But where does Jack loot? The gun shop owned by two Barrooz wannabes who have been screwed with all their life and now have a chance to act out their inner fantasy: killing American soldiers.


You can tell Allah sanctioned this since the bullet hit the empty clip of all places. Although I was waiting for the Saving Private Ryan moment where the kid takes out the empty clip to look at it and then gets in hit in the chest at the same spot. However, if Fox did that, they would have to order up another PSA for killing a GOOD terrorist as opposed to a BAD one. As I've said before, PSAs do nothing.


Ever notice that CTU drives Fords, but whenever there is havoc in the street or someone dies in a car it's in something like a Mazda or a Mitsubishi? I think this show is trying to tell me that if I don't buy American, I will die.


What the hell did this McClenne-Forrester company do? They have a bunch of computers and soldiers willing to kill Americans. That sounds a lot like the Department of Homeland Security…or Wal-Mart.


I think this will be my favorite episode because the scenes involving the urban fighting reminded me of a zombie movie. Even Paul started to resemble a zombie with blood coming out of his mouth and his staggering from place to place. And barricading yourself in a gun shop is ripped right out of every successful zombie flick ever made. A homage should have been done with Jack getting the radio of a dead soldier and uttering in a slow and ruffled voice:Send more cops…


Speaking of Jack, he gets the award for saying a line that could have been in a porno this week.
"Just stay low and do what I tell you…"


Maybe CTU should start training their soldiers with corporate America because apparently they can't successfully killing a man by shooting him in the back. C'mon. He's right there! You could have at least kicked him a couple of times to see if he was alive. Bauer would have done that. Then again, corporate America couldn't even kill two Arab kids through a window with empty clips as protection…so I guess everyone sucks.


I think Paul and Jack and falling in love. They've experienced something together and maybe even sneaked a hug and a kiss during the commercial breaks. Either way, you could tell there's a deeper connection there between the two men.


Song that should have been playing during the firefight: Sade's "Ordinary Love"


Yes, Tony does know Jack. Shame on Bitchelle for not listening to him. Oh right, she thinks he's wasted.
"Look I know Jack. He's insane. He knows that the best way for him to tell us where he's at is to start shit with heavily armed soldiers. But I also know he's going to have fun doing it…because he wants to KILL."


Just when you think the stereotypes for the show are over, they bring on some more that you forgot about. Redheads are evil Why? Because they look different and are therefore untrustworthy.

And this Redhead (I'm calling him Reddy) works for the US Army.
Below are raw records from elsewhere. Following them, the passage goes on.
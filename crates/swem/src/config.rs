//! Validated, immutable description of a SWEM pipeline.
//!
//! A [`SwemConfig`] is built either from typed parts with [`SwemConfig::new`]
//! or from an untyped mapping with [`SwemConfig::from_mapping`]. Both routes
//! end in the same validation, so a value of this type is always structurally
//! sound; the fields are private to keep it that way.

use std::{fs, path::Path};

use embedding::{EmbeddingConfig, EmbeddingKind};
use pooling::PoolingConfig;
use serde::{Deserialize, Serialize};
use serde_json::{Map, Value};

use crate::error::{Component, Result, SwemError};

/// Dropout rate used when a mapping does not specify one.
pub const DEFAULT_DROPOUT_RATE: f64 = 0.2;

/// Keys that may carry the variant tag of an embedding or pooling mapping.
const TAG_KEYS: [&str; 3] = ["kind", "class", "type"];

const TOP_LEVEL_KEYS: [&str; 6] = [
    "embedding",
    "pooling",
    "pre_pooling_dims",
    "post_pooling_dims",
    "dropout_rate",
    "dropout",
];

#[derive(Debug, Clone, PartialEq, Serialize, Deserialize)]
#[serde(try_from = "Value")]
pub struct SwemConfig {
    embedding: EmbeddingConfig,
    pooling: PoolingConfig,
    pre_pooling_dims: Option<Vec<usize>>,
    post_pooling_dims: Option<Vec<usize>>,
    dropout_rate: f64,
}

impl SwemConfig {
    /// Validates typed parts into a config.
    pub fn new(
        embedding: EmbeddingConfig,
        pooling: PoolingConfig,
        pre_pooling_dims: Option<Vec<usize>>,
        post_pooling_dims: Option<Vec<usize>>,
        dropout_rate: f64,
    ) -> Result<Self> {
        let config = Self::from_parts(
            embedding,
            pooling,
            pre_pooling_dims,
            post_pooling_dims,
            dropout_rate,
        );
        config.validate()?;
        Ok(config)
    }

    /// Assembles parts that are already known to be valid.
    pub(crate) fn from_parts(
        embedding: EmbeddingConfig,
        pooling: PoolingConfig,
        pre_pooling_dims: Option<Vec<usize>>,
        post_pooling_dims: Option<Vec<usize>>,
        dropout_rate: f64,
    ) -> Self {
        Self {
            embedding,
            pooling,
            pre_pooling_dims,
            post_pooling_dims,
            dropout_rate,
        }
    }

    /// Normalises an untyped mapping.
    ///
    /// The `embedding` and `pooling` entries are dispatched on their tag
    /// (`kind`, `class` or `type`). An unregistered tag fails with
    /// [`SwemError::UnsupportedVariant`]; every other problem fails with
    /// [`SwemError::Config`] naming the field.
    pub fn from_mapping(raw: &Value) -> Result<Self> {
        let object = raw
            .as_object()
            .ok_or_else(|| SwemError::config("<root>", raw, "expected a mapping"))?;
        if let Some(key) = object
            .keys()
            .find(|key| !TOP_LEVEL_KEYS.contains(&key.as_str()))
        {
            return Err(SwemError::config(key.as_str(), &object[key], "unknown field"));
        }

        let embedding = normalize_embedding(required(object, "embedding")?)?;
        let pooling = normalize_pooling(required(object, "pooling")?)?;
        let pre_pooling_dims = parse_dims("pre_pooling_dims", object.get("pre_pooling_dims"))?;
        let post_pooling_dims = parse_dims("post_pooling_dims", object.get("post_pooling_dims"))?;
        let dropout_rate = parse_dropout(object)?;

        Self::new(
            embedding,
            pooling,
            pre_pooling_dims,
            post_pooling_dims,
            dropout_rate,
        )
    }

    /// Loads a `.json` or `.toml` file (extension-less paths are read as TOML).
    pub fn from_path(path: impl AsRef<Path>) -> Result<Self> {
        let path = path.as_ref();
        let contents = fs::read_to_string(path)?;
        let raw: Value = match path.extension().and_then(|ext| ext.to_str()) {
            Some("json") => serde_json::from_str(&contents)?,
            Some("toml") | Some("tml") | None => {
                serde_json::to_value(toml::from_str::<toml::Value>(&contents)?)?
            }
            Some(other) => {
                return Err(SwemError::config(
                    "path",
                    path.display(),
                    format!("unsupported configuration extension '{other}'"),
                ));
            }
        };
        Self::from_mapping(&raw)
    }

    /// Canonical mapping: canonical tags under `kind`, canonical key names.
    pub fn to_mapping(&self) -> Result<Value> {
        Ok(serde_json::to_value(self)?)
    }

    pub fn embedding(&self) -> &EmbeddingConfig {
        &self.embedding
    }

    pub fn pooling(&self) -> &PoolingConfig {
        &self.pooling
    }

    pub fn pre_pooling_dims(&self) -> Option<&[usize]> {
        self.pre_pooling_dims.as_deref()
    }

    pub fn post_pooling_dims(&self) -> Option<&[usize]> {
        self.post_pooling_dims.as_deref()
    }

    pub fn dropout_rate(&self) -> f64 {
        self.dropout_rate
    }

    /// Width of the vectors handed to the pooling layer.
    pub fn pooling_input_dim(&self) -> usize {
        last_dim(self.pre_pooling_dims()).unwrap_or(self.embedding.embedding_dim)
    }

    /// Width of the encoded output: last post-pooling dim, else last
    /// pre-pooling dim, else the embedding width.
    pub fn output_dim(&self) -> usize {
        last_dim(self.post_pooling_dims()).unwrap_or_else(|| self.pooling_input_dim())
    }

    fn validate(&self) -> Result<()> {
        validate_dims("pre_pooling_dims", self.pre_pooling_dims())?;
        validate_dims("post_pooling_dims", self.post_pooling_dims())?;
        if !(0.0..1.0).contains(&self.dropout_rate) {
            return Err(SwemError::config(
                "dropout_rate",
                self.dropout_rate,
                "must be at least 0 and strictly less than 1",
            ));
        }
        validate_embedding(&self.embedding)?;
        if let PoolingConfig::Hierarchical { window_size: 0 } = self.pooling {
            return Err(SwemError::config(
                "pooling.window_size",
                0,
                "window must be greater than 0",
            ));
        }
        Ok(())
    }
}

impl TryFrom<Value> for SwemConfig {
    type Error = SwemError;

    fn try_from(raw: Value) -> Result<Self> {
        Self::from_mapping(&raw)
    }
}

fn last_dim(dims: Option<&[usize]>) -> Option<usize> {
    dims.and_then(|dims| dims.last().copied())
}

fn required<'a>(object: &'a Map<String, Value>, field: &str) -> Result<&'a Value> {
    object
        .get(field)
        .ok_or_else(|| SwemError::config(field, "<missing>", "required field"))
}

fn validate_dims(field: &str, dims: Option<&[usize]>) -> Result<()> {
    for (idx, dim) in dims.unwrap_or_default().iter().enumerate() {
        if *dim == 0 {
            return Err(SwemError::config(
                format!("{field}[{idx}]"),
                dim,
                "dimension must be greater than 0",
            ));
        }
    }
    Ok(())
}

fn validate_embedding(embedding: &EmbeddingConfig) -> Result<()> {
    if embedding.vocab_size == 0 {
        return Err(SwemError::config(
            "embedding.vocab_size",
            0,
            "must be greater than 0",
        ));
    }
    if embedding.embedding_dim == 0 {
        return Err(SwemError::config(
            "embedding.embedding_dim",
            0,
            "must be greater than 0",
        ));
    }
    if let Some(padding) = embedding.padding_index {
        if padding >= embedding.vocab_size {
            return Err(SwemError::config(
                "embedding.padding_index",
                padding,
                format!("must be below vocab_size {}", embedding.vocab_size),
            ));
        }
    }
    if let Some(max_norm) = embedding.max_norm {
        if !(max_norm.is_finite() && max_norm > 0.0) {
            return Err(SwemError::config(
                "embedding.max_norm",
                max_norm,
                "must be a positive number",
            ));
        }
    }
    if !(embedding.norm_type.is_finite() && embedding.norm_type > 0.0) {
        return Err(SwemError::config(
            "embedding.norm_type",
            embedding.norm_type,
            "must be a positive number",
        ));
    }
    match (embedding.kind, embedding.drop_probability) {
        (EmbeddingKind::Plain, None) => Ok(()),
        (EmbeddingKind::Plain, Some(p)) => Err(SwemError::config(
            "embedding.drop_probability",
            p,
            "only Regularized embeddings take a drop probability",
        )),
        (EmbeddingKind::Regularized, Some(p)) if (0.0..1.0).contains(&p) => Ok(()),
        (EmbeddingKind::Regularized, Some(p)) => Err(SwemError::config(
            "embedding.drop_probability",
            p,
            "must be at least 0 and strictly less than 1",
        )),
        (EmbeddingKind::Regularized, None) => Err(SwemError::config(
            "embedding.drop_probability",
            "<missing>",
            "required for Regularized embeddings",
        )),
    }
}

/// Removes the tag entry from `map` and returns the tag string.
fn take_tag(component: Component, map: &mut Map<String, Value>) -> Result<String> {
    let mut found: Option<(&str, Value)> = None;
    for key in TAG_KEYS {
        if let Some(value) = map.remove(key) {
            if let Some((first, _)) = &found {
                return Err(SwemError::config(
                    format!("{component}.{key}"),
                    value,
                    format!("tag already given under `{first}`"),
                ));
            }
            found = Some((key, value));
        }
    }
    match found {
        Some((_, Value::String(tag))) => Ok(tag),
        Some((key, other)) => Err(SwemError::config(
            format!("{component}.{key}"),
            other,
            "tag must be a string",
        )),
        None => Err(SwemError::config(
            format!("{component}.kind"),
            "<missing>",
            "required variant tag",
        )),
    }
}

fn sub_mapping(component: Component, raw: &Value) -> Result<Map<String, Value>> {
    raw.as_object()
        .cloned()
        .ok_or_else(|| SwemError::config(component.to_string(), raw, "expected a mapping"))
}

fn normalize_embedding(raw: &Value) -> Result<EmbeddingConfig> {
    let component = Component::Embedding;
    let mut map = sub_mapping(component, raw)?;
    let tag = take_tag(component, &mut map)?;
    let kind = EmbeddingKind::from_tag(&tag).ok_or(SwemError::UnsupportedVariant {
        component,
        kind: tag,
    })?;
    map.insert("kind".into(), Value::from(kind.as_str()));
    serde_json::from_value(Value::Object(map))
        .map_err(|err| SwemError::config("embedding", raw, err.to_string()))
}

fn normalize_pooling(raw: &Value) -> Result<PoolingConfig> {
    let component = Component::Pooling;
    let mut map = sub_mapping(component, raw)?;
    let tag = take_tag(component, &mut map)?;
    let canonical = PoolingConfig::canonical_tag(&tag).ok_or(SwemError::UnsupportedVariant {
        component,
        kind: tag,
    })?;
    let parameters: &[&str] = match canonical {
        "Hierarchical" => &["window_size"],
        _ => &[],
    };
    if let Some(key) = map.keys().find(|key| !parameters.contains(&key.as_str())) {
        return Err(SwemError::config(
            format!("pooling.{key}"),
            &map[key],
            format!("unknown field for {canonical} pooling"),
        ));
    }
    map.insert("kind".into(), Value::from(canonical));
    serde_json::from_value(Value::Object(map))
        .map_err(|err| SwemError::config("pooling", raw, err.to_string()))
}

fn parse_dims(field: &str, raw: Option<&Value>) -> Result<Option<Vec<usize>>> {
    let items = match raw {
        None | Some(Value::Null) => return Ok(None),
        Some(Value::Array(items)) => items,
        Some(other) => {
            return Err(SwemError::config(field, other, "expected a list of dimensions"));
        }
    };
    items
        .iter()
        .enumerate()
        .map(|(idx, item)| match item.as_i64() {
            Some(dim) if dim >= 0 => Ok(dim as usize),
            Some(dim) => Err(SwemError::config(
                format!("{field}[{idx}]"),
                dim,
                "dimension must be greater than 0",
            )),
            None => Err(SwemError::config(
                format!("{field}[{idx}]"),
                item,
                "expected an integer",
            )),
        })
        .collect::<Result<Vec<_>>>()
        .map(Some)
}

fn parse_dropout(object: &Map<String, Value>) -> Result<f64> {
    let (field, raw) = match (object.get("dropout_rate"), object.get("dropout")) {
        (Some(_), Some(alias)) => {
            return Err(SwemError::config(
                "dropout",
                alias,
                "dropout rate already given under `dropout_rate`",
            ));
        }
        (Some(value), None) => ("dropout_rate", value),
        (None, Some(value)) => ("dropout", value),
        (None, None) => return Ok(DEFAULT_DROPOUT_RATE),
    };
    raw.as_f64()
        .ok_or_else(|| SwemError::config(field, raw, "expected a number"))
}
How come most American terrorists come out of the army? And they wonder why we won't sign up.


It was pretty funny to hear Marwan's ringtone on his phone. It had that right pitch of annoyingness that a terrorist with no personality would have. It sounded a lot like the cheer Iraqi women give when they take to the streets and shoot their guns in the air. Or maybe it was his favorite song from back home. Either way, it made my ears bleed.
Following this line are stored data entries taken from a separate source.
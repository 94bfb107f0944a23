use std::fmt;

use candle_core::{Tensor, Var};
use embedding::EmbeddingLayer;
use layers::{LayerSummary, PrecisionPolicy, Transform};
use pooling::PoolingLayer;
use serde_json::Value;

use crate::{assembler::Assembler, config::SwemConfig, error::Result};

/// Simple Word Embedding Model: embed, optionally transform each token,
/// pool over the sequence, optionally transform the pooled vector.
pub struct Swem {
    embedding: Box<dyn EmbeddingLayer>,
    pre_pooling: Transform,
    pooling: Box<dyn PoolingLayer>,
    post_pooling: Transform,
    /// Declared widths, consulted only for stages that were elided to identity.
    declared_pre_pooling_dims: Option<Vec<usize>>,
    declared_post_pooling_dims: Option<Vec<usize>>,
    dropout_rate: f64,
    policy: PrecisionPolicy,
}

impl fmt::Debug for Swem {
    fn fmt(&self, f: &mut fmt::Formatter<'_>) -> fmt::Result {
        f.debug_struct("Swem")
            .field("embedding", &self.embedding)
            .field("pre_pooling", &self.pre_pooling.summary())
            .field("pooling", &self.pooling)
            .field("post_pooling", &self.post_pooling.summary())
            .field("output_dim", &self.output_dim())
            .finish()
    }
}

impl Swem {
    pub(crate) fn from_components(
        embedding: Box<dyn EmbeddingLayer>,
        pre_pooling: Transform,
        pooling: Box<dyn PoolingLayer>,
        post_pooling: Transform,
        declared: &SwemConfig,
        policy: PrecisionPolicy,
    ) -> Self {
        Self {
            embedding,
            pre_pooling,
            pooling,
            post_pooling,
            declared_pre_pooling_dims: declared.pre_pooling_dims().map(<[usize]>::to_vec),
            declared_post_pooling_dims: declared.post_pooling_dims().map(<[usize]>::to_vec),
            dropout_rate: declared.dropout_rate(),
            policy,
        }
    }

    /// Assembles `config` on the CPU in `f32` with seed 0.
    pub fn from_config(config: &SwemConfig) -> Result<Self> {
        Assembler::default().assemble(config)
    }

    /// Normalises and assembles an untyped mapping with the default assembler.
    pub fn from_mapping(raw: &Value) -> Result<Self> {
        Assembler::default().assemble_mapping(raw)
    }

    /// Reconstructs the configuration from the live components.
    ///
    /// Embedding and pooling parameters come from the components themselves
    /// and stack widths from the built projections. A stage that was elided
    /// reports the widths it was declared with, so an empty list and an absent
    /// one stay distinct.
    pub fn config(&self) -> SwemConfig {
        SwemConfig::from_parts(
            self.embedding.config(),
            self.pooling.config(),
            reflect_dims(&self.pre_pooling, &self.declared_pre_pooling_dims),
            reflect_dims(&self.post_pooling, &self.declared_post_pooling_dims),
            self.dropout_rate,
        )
    }

    /// Encodes `(batch, seq)` token ids into `(batch, output_dim)`.
    pub fn forward(&self, token_ids: &Tensor) -> Result<Tensor> {
        self.encode(token_ids, None)
    }

    /// As [`Swem::forward`], with a `(batch, seq)` mask of 1 for real tokens
    /// and 0 for padding.
    pub fn forward_masked(&self, token_ids: &Tensor, mask: &Tensor) -> Result<Tensor> {
        self.encode(token_ids, Some(mask))
    }

    fn encode(&self, token_ids: &Tensor, mask: Option<&Tensor>) -> Result<Tensor> {
        let embedded = self.embedding.forward(token_ids)?;
        let tokens = self.pre_pooling.forward(&embedded, &self.policy)?;
        let pooled = self.pooling.forward(&tokens, mask)?;
        let encoded = self.post_pooling.forward(&pooled, &self.policy)?;
        tracing::trace!(
            input = ?token_ids.dims(),
            output = ?encoded.dims(),
            "swem forward"
        );
        Ok(encoded)
    }

    /// Switches word drop and every dropout layer between training and evaluation.
    pub fn set_training(&self, training: bool) {
        self.embedding.set_training(training);
        self.pre_pooling.set_training(training);
        self.post_pooling.set_training(training);
    }

    pub fn embedding(&self) -> &dyn EmbeddingLayer {
        self.embedding.as_ref()
    }

    pub fn pooling(&self) -> &dyn PoolingLayer {
        self.pooling.as_ref()
    }

    pub fn pre_pooling(&self) -> &Transform {
        &self.pre_pooling
    }

    pub fn post_pooling(&self) -> &Transform {
        &self.post_pooling
    }

    /// Width of the token vectors fed to the pooling layer.
    pub fn pooling_input_dim(&self) -> usize {
        self.pre_pooling.output_dim(self.embedding.embedding_dim())
    }

    pub fn output_dim(&self) -> usize {
        self.post_pooling.output_dim(self.pooling_input_dim())
    }

    pub fn parameter_count(&self) -> usize {
        let config = self.embedding.config();
        config.vocab_size * config.embedding_dim
            + self.pre_pooling.parameter_count()
            + self.post_pooling.parameter_count()
    }

    /// Every trainable parameter, scoped by stage.
    pub fn named_parameters(&self) -> Vec<(String, Var)> {
        let mut params = self.embedding.named_parameters("embedding");
        params.extend(self.pre_pooling.named_parameters("pre_pooling"));
        params.extend(self.post_pooling.named_parameters("post_pooling"));
        params
    }
}

fn reflect_dims(transform: &Transform, declared: &Option<Vec<usize>>) -> Option<Vec<usize>> {
    if transform.is_identity() {
        return declared.clone();
    }
    Some(
        transform
            .summary()
            .into_iter()
            .filter_map(|layer| match layer {
                LayerSummary::Affine { output_dim, .. } => Some(output_dim),
                _ => None,
            })
            .collect(),
    )
}

#[cfg(test)]
mod tests {
    use super::*;
    use candle_core::Device;
    use embedding::EmbeddingConfig;
    use pooling::PoolingConfig;

    fn ids(batch: usize, seq: usize) -> Tensor {
        let data: Vec<i64> = (0..batch * seq).map(|idx| (idx % 10) as i64).collect();
        Tensor::from_vec(data, (batch, seq), &Device::Cpu).unwrap()
    }

    #[test]
    fn reflected_dims_follow_the_built_projections() -> Result<()> {
        let config = SwemConfig::new(
            EmbeddingConfig::plain(10, 2),
            PoolingConfig::Mean,
            Some(vec![4, 3]),
            Some(vec![7]),
            0.0,
        )?;
        let swem = Swem::from_config(&config)?;
        assert!(matches!(swem.post_pooling(), Transform::Affine(_)));
        assert_eq!(swem.config().pre_pooling_dims(), Some(&[4, 3][..]));
        assert_eq!(swem.config().post_pooling_dims(), Some(&[7][..]));
        Ok(())
    }

    #[test]
    fn masked_forward_ignores_padding_positions() -> Result<()> {
        let config = SwemConfig::new(
            EmbeddingConfig::plain(10, 4),
            PoolingConfig::Max,
            None,
            None,
            0.0,
        )?;
        let swem = Swem::from_config(&config)?;
        let token_ids = ids(2, 3);
        let mask = Tensor::from_vec(vec![1f32, 1., 0., 1., 0., 0.], (2, 3), &Device::Cpu)?;

        let masked = swem.forward_masked(&token_ids, &mask)?;
        let first_two = swem.forward(&token_ids.narrow(1, 0, 2)?)?;
        assert_eq!(
            masked.get(0)?.to_vec1::<f32>()?,
            first_two.get(0)?.to_vec1::<f32>()?
        );
        Ok(())
    }

    #[test]
    fn parameters_are_scoped_by_stage() -> Result<()> {
        let config = SwemConfig::new(
            EmbeddingConfig::plain(10, 2),
            PoolingConfig::Max,
            Some(vec![3]),
            Some(vec![2]),
            0.1,
        )?;
        let swem = Swem::from_config(&config)?;
        let names: Vec<String> = swem
            .named_parameters()
            .into_iter()
            .map(|(name, _)| name)
            .collect();
        assert_eq!(names.first().map(String::as_str), Some("embedding.weight"));
        assert!(names.contains(&"pre_pooling.0.weight".to_string()));
        assert!(names.contains(&"post_pooling.bias".to_string()));
        assert_eq!(swem.parameter_count(), 10 * 2 + (2 * 3 + 3) + (3 * 2 + 2));
        Ok(())
    }
}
"Ok, I'm leaving now, I'm walking down the street to loot the bakery because stolen rolls are better than…" POW!
Did Jack just kick through a door where someone shot at him? He's losing his mind. Between that and killing people softly with that metal rod, you can tell he's having the time of his life being back in the field. He's gotten to kill, hold-up a store, loot, flirt with a married man's wife, and ride in a helicopter. If Audrey can't handle that, she should join the rest of the losers in Canada.

3.07.2005

Bags of Crap and Fun with IM

6 p.m. to 7 p.m.
3.7.05


The departure of Driscoll was sad. Somehow, she turned into a decent person even though she was introduced as the life-sucking harpy. Apparently that job has now been transferred over to Sarah who enjoys furrowing her brow and snapping at Edgar with the classic "Why are you so fat?" face. Edgar's probably wondering why he even bothered sticking up for Sarah who will probably not enjoy the "I cho cho choose you" e-card he sent to her CTU email account while she was being tortured.


It was nice of Heller to give Driscoll a big bear hug and his five-point plan to overcoming a death in the family.

"First you're gonna cry. Then you're gonna blame God. Then you're gonna blame yourself. Right after that you're gonna stub your toe on the kitchen table and then you'll cry again. It'll be painful emotionally, but that toe thing is just gonna piss you the hell off."


Emmy moment of the night: "Go and make sure your daughter's ok…because I never did!"


Why does everyone stare when a dejected person leaves work? They stop what they're doing and give a solemn stare as the castaway walks slowly through the room. I only complain because that is what I deal with every day at work. So I drink at work, but you don't have to freaking stare. Jeez.


Speaking of drunks, looks like Tony has his old job back, which gives hope to alcoholics everywhere. It is a shame that Michelle had to show up and rain on Tony's parade because I was hoping to see him put his "CUBS ALL THE WAY!" poster on the wall. But I am looking forward to all the drinking jokes she's probably got stored up from the marriage.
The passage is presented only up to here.